ACTIVITY
Copy out, exactly and with nothing else, the stretch of lines that starts at the line containing "assert_eq!(row.len(), self.columns.len());" and finishes at the end of the data.

------------------------------------------------------------------------

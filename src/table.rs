use smartstring::alias::{String as SmartString};

use super::calendar::DateFormat;
use super::cell::{Field, MissingTally};
use super::error::{Error, Result, Stage};


#[derive(Debug, Clone, Copy, PartialEq, Eq)]
pub enum ColumnKind {
	Text,
	Number,
	Date(DateFormat),
}


#[derive(Debug, Clone, PartialEq, Eq)]
pub struct ColumnSpec {
	name: SmartString,
	source: SmartString,
	kind: ColumnKind,
}

impl ColumnSpec {
	pub fn name(&self) -> &str {
		&self.name
	}

	/// Header name in delimited text, key or JSON pointer in a JSON record.
	pub fn source(&self) -> &str {
		&self.source
	}

	pub fn kind(&self) -> ColumnKind {
		self.kind
	}
}


/// Columns a source is expected to provide.
#[derive(Debug, Clone)]
pub struct Schema {
	columns: Vec<ColumnSpec>,
	delimiter: u8,
}

impl Default for Schema {
	fn default() -> Self {
		Self::new()
	}
}

impl Schema {
	pub fn new() -> Self {
		Self{
			columns: Vec::new(),
			delimiter: b',',
		}
	}

	pub fn column_from(mut self, name: &str, source: &str, kind: ColumnKind) -> Self {
		self.columns.push(ColumnSpec{
			name: name.into(),
			source: source.into(),
			kind,
		});
		self
	}

	pub fn column(self, name: &str, kind: ColumnKind) -> Self {
		self.column_from(name, name, kind)
	}

	pub fn text(self, name: &str) -> Self {
		self.column(name, ColumnKind::Text)
	}

	pub fn number(self, name: &str) -> Self {
		self.column(name, ColumnKind::Number)
	}

	pub fn date(self, name: &str, format: DateFormat) -> Self {
		self.column(name, ColumnKind::Date(format))
	}

	pub fn delimiter(mut self, delimiter: u8) -> Self {
		self.delimiter = delimiter;
		self
	}

	pub fn get_delimiter(&self) -> u8 {
		self.delimiter
	}

	pub fn columns(&self) -> &[ColumnSpec] {
		&self.columns[..]
	}
}


/// Rows of fields laid out in schema column order.
#[derive(Debug, Clone)]
pub struct Table {
	columns: Vec<ColumnSpec>,
	rows: Vec<Vec<Field>>,
}

impl Table {
	pub fn new(columns: Vec<ColumnSpec>) -> Self {
		Self{
			columns,
			rows: Vec::new(),
		}
	}

	pub fn push_row(&mut self, row: Vec<Field>) {
		assert_eq!(row.len(), self.columns.len());
		self.rows.push(row);
	}

	pub fn columns(&self) -> &[ColumnSpec] {
		&self.columns[..]
	}

	pub fn rows(&self) -> &[Vec<Field>] {
		&self.rows[..]
	}

	pub fn len(&self) -> usize {
		self.rows.len()
	}

	pub fn is_empty(&self) -> bool {
		self.rows.is_empty()
	}

	pub fn find_column(&self, name: &str) -> Option<usize> {
		self.columns.iter().position(|c| &c.name[..] == name)
	}

	/// Index of a required column; its absence is fatal for `stage`.
	pub fn column_index(&self, name: &str, stage: Stage) -> Result<usize> {
		self.find_column(name).ok_or_else(|| Error::missing_column(stage, name))
	}

	pub fn tally_missing(&self) -> MissingTally {
		let mut tally = MissingTally::new();
		for row in self.rows.iter() {
			for field in row.iter() {
				tally.observe(field);
			}
		}
		tally
	}

	pub(crate) fn into_parts(self) -> (Vec<ColumnSpec>, Vec<Vec<Field>>) {
		(self.columns, self.rows)
	}

	pub(crate) fn from_parts(columns: Vec<ColumnSpec>, rows: Vec<Vec<Field>>) -> Self {
		Self{columns, rows}
	}
}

------------------------------------------------------------------------

TASK SOLUTION
		assert_eq!(row.len(), self.columns.len());
		self.rows.push(row);
	}

	pub fn columns(&self) -> &[ColumnSpec] {
		&self.columns[..]
	}

	pub fn rows(&self) -> &[Vec<Field>] {
		&self.rows[..]
	}

	pub fn len(&self) -> usize {
		self.rows.len()
	}

	pub fn is_empty(&self) -> bool {
		self.rows.is_empty()
	}

	pub fn find_column(&self, name: &str) -> Option<usize> {
		self.columns.iter().position(|c| &c.name[..] == name)
	}

	/// Index of a required column; its absence is fatal for `stage`.
	pub fn column_index(&self, name: &str, stage: Stage) -> Result<usize> {
		self.find_column(name).ok_or_else(|| Error::missing_column(stage, name))
	}

	pub fn tally_missing(&self) -> MissingTally {
		let mut tally = MissingTally::new();
		for row in self.rows.iter() {
			for field in row.iter() {
				tally.observe(field);
			}
		}
		tally
	}

	pub(crate) fn into_parts(self) -> (Vec<ColumnSpec>, Vec<Vec<Field>>) {
		(self.columns, self.rows)
	}

	pub(crate) fn from_parts(columns: Vec<ColumnSpec>, rows: Vec<Vec<Field>>) -> Self {
		Self{columns, rows}
	}
}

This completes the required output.